After handing her sweater to Emry, Thomas turned on the sonar, channeling the image to the screen in front of her. It took a few minutes to warm up.
When it came on-line, she noted the elongated blob in the lower right quadrant.
The audio volume was up, and her earphones sounded off with the “Ping, ping,” of contact.
“Damn!”
“What!” Brande’s voice now carried the higher register of his concern.
“They’re right alongside us.”
CHAPTER TWELVE
Like almost everyone else on board, Kim Otsuka had been in the lab for what seemed an eternity, waiting without patience for word from below. Without being asked, she had settled in at the computer console next to the command station, linked into the telemetry circuits for the submersible, and initiated diagnostic programs to see if the interrupted signals could be traced to ship-board equipment.

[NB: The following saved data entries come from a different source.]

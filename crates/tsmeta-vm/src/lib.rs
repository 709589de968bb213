//! tsmeta-vm: onboarding result tables into VM long-term storage.
//!
//! [`VmAccessor::access_bkdata`] drives a table from unprovisioned to
//! VM-accessed. Progress is recorded in the catalog at every step so a
//! retry resumes where the last attempt stopped:
//!
//! 1. the space is bound to a VM cluster (`SpaceVmInfo`),
//! 2. the table's queue leg exists (`KafkaStorage`),
//! 3. the platform knows the raw data (`BkDataStorage.raw_data_id`),
//! 4. clean and storage are configured and the `AccessVmRecord` is written.
//!
//! The `AccessVmRecord` check happens before any remote call.

pub mod accessor;
pub mod clean;
pub mod databus;
pub mod error;
pub mod naming;
pub mod resolver;
pub mod timestamp;

pub use accessor::{AccessPhase, AccessStatus, KafkaAccessOutcome, VmAccessor};
pub use error::{AccessError, AccessResult};
pub use timestamp::{TimestampLen, TimestampPolicy};
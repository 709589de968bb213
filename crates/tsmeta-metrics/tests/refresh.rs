//! End-to-end metric refresh against an in-memory catalog.

use std::collections::BTreeSet;

use tsmeta_catalog::Catalog;
use tsmeta_core::MetricsConfig;
use tsmeta_metrics::{MetricReconciler, ObservedMetric};

const GROUP: u64 = 42;
const TABLE: &str = "2_bkmonitor_time_series_42.__default__";

fn setup() -> (Catalog, MetricReconciler) {
    let catalog = Catalog::open_in_memory().unwrap();
    let reconciler = MetricReconciler::new(catalog.clone(), &MetricsConfig::default()).unwrap();
    (catalog, reconciler)
}

fn observation() -> Vec<ObservedMetric> {
    let mut disabled = ObservedMetric::new("disk_usage", &["mount"]);
    disabled.is_active = false;
    vec![
        ObservedMetric::new("cpu_usage", &["module", "location"]),
        ObservedMetric::new("mem_usage", &["module"]),
        ObservedMetric::new("bad.name", &["module"]),
        disabled,
    ]
}

fn active_names(catalog: &Catalog) -> BTreeSet<String> {
    catalog
        .list_ts_metrics(GROUP)
        .unwrap()
        .into_iter()
        .filter(|m| m.is_active)
        .map(|m| m.field_name)
        .collect()
}

#[test]
fn refresh_converges_and_reaches_fixed_point() {
    let (catalog, reconciler) = setup();

    let first = reconciler
        .bulk_refresh_ts_metrics("system", GROUP, TABLE, observation(), false)
        .unwrap();
    assert_eq!(first.created, 2);
    assert!(first.needs_push);
    assert_eq!(
        active_names(&catalog),
        BTreeSet::from(["cpu_usage".to_string(), "mem_usage".to_string()])
    );

    let second = reconciler
        .bulk_refresh_ts_metrics("system", GROUP, TABLE, observation(), false)
        .unwrap();
    assert_eq!(second.writes(), 0);
    assert!(!second.needs_push);
}

#[test]
fn auto_discovery_records_inactive_metrics() {
    let (catalog, reconciler) = setup();

    let report = reconciler
        .bulk_refresh_ts_metrics("system", GROUP, TABLE, observation(), true)
        .unwrap();
    assert_eq!(report.created, 3);
    assert_eq!(active_names(&catalog).len(), 3);

    // The disabled metric is recorded already expired.
    let disk = catalog.get_ts_metric(GROUP, "disk_usage").unwrap().unwrap();
    assert_eq!(disk.last_modify_time, 0);

    let report = reconciler
        .bulk_refresh_ts_metrics("system", GROUP, TABLE, observation(), true)
        .unwrap();
    assert_eq!(report.writes(), 0);
    assert!(!report.needs_push);
}

#[test]
fn new_inactive_metric_is_a_fixed_point_with_auto_discovery() {
    let (catalog, reconciler) = setup();
    let mut disabled = ObservedMetric::new("disk_usage", &["mount"]);
    disabled.is_active = false;

    let first = reconciler
        .bulk_refresh_ts_metrics("system", GROUP, TABLE, vec![disabled.clone()], true)
        .unwrap();
    assert_eq!(first.created, 1);

    let second = reconciler
        .bulk_refresh_ts_metrics("system", GROUP, TABLE, vec![disabled], true)
        .unwrap();
    assert_eq!(second.writes(), 0);
    assert_eq!(catalog.get_ts_metric(GROUP, "disk_usage").unwrap().unwrap().last_modify_time, 0);
}

#[test]
fn unobserved_metrics_are_deactivated_once() {
    let (catalog, reconciler) = setup();
    reconciler
        .bulk_refresh_ts_metrics("system", GROUP, TABLE, observation(), false)
        .unwrap();

    let only_cpu = vec![ObservedMetric::new("cpu_usage", &["module", "location"])];
    let report = reconciler
        .bulk_refresh_ts_metrics("system", GROUP, TABLE, only_cpu.clone(), false)
        .unwrap();
    assert_eq!(report.deactivated, 1);
    assert_eq!(active_names(&catalog), BTreeSet::from(["cpu_usage".to_string()]));

    let report = reconciler
        .bulk_refresh_ts_metrics("system", GROUP, TABLE, only_cpu, false)
        .unwrap();
    assert_eq!(report.writes(), 0);

    // Seeing the metric again reactivates it.
    let report = reconciler
        .bulk_refresh_ts_metrics("system", GROUP, TABLE, observation(), false)
        .unwrap();
    assert_eq!(report.updated, 1);
    assert!(catalog.get_ts_metric(GROUP, "mem_usage").unwrap().unwrap().is_active);
}

#[test]
fn empty_observation_changes_nothing() {
    let (catalog, reconciler) = setup();
    reconciler
        .bulk_refresh_ts_metrics("system", GROUP, TABLE, observation(), false)
        .unwrap();

    let invalid_only = vec![ObservedMetric::new("not-valid", &[])];
    let report = reconciler
        .bulk_refresh_ts_metrics("system", GROUP, TABLE, invalid_only, true)
        .unwrap();
    assert_eq!(report.writes(), 0);
    assert!(!report.needs_push);
    assert_eq!(active_names(&catalog).len(), 2);
}

#[test]
fn groups_are_isolated() {
    let (catalog, reconciler) = setup();
    reconciler
        .bulk_refresh_ts_metrics("system", GROUP, TABLE, observation(), false)
        .unwrap();
    reconciler
        .bulk_refresh_ts_metrics(
            "system",
            GROUP + 1,
            "2_bkmonitor_time_series_43.__default__",
            vec![ObservedMetric::new("net_bytes", &[])],
            false,
        )
        .unwrap();

    assert_eq!(active_names(&catalog).len(), 2);
    assert_eq!(catalog.list_ts_metrics(GROUP + 1).unwrap().len(), 1);
}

Behind her, scientists and ship’s crew milled about, listening to the conversations with DepthFinder which were issuing from the overhead speakers. Dokey was on the computer next to her, the submersible’s electronic schematic on the screen, searching for potential solutions to problems he could only guess at. Next to him, Mayberry was also on a machine, attempting to track the sub’s ascent on his map by the verbal reports coming from Thomas, and calculating the rate of electrical usage.
On her left, Dane Brande, when she glanced at him from time to time, seemed close to detonation. His back was rigid as he sat on the edge of his chair, and a vein was throbbing at his temple. She was amazed that he could hold his temper in check sufficiently to maintain a level tone in his voice.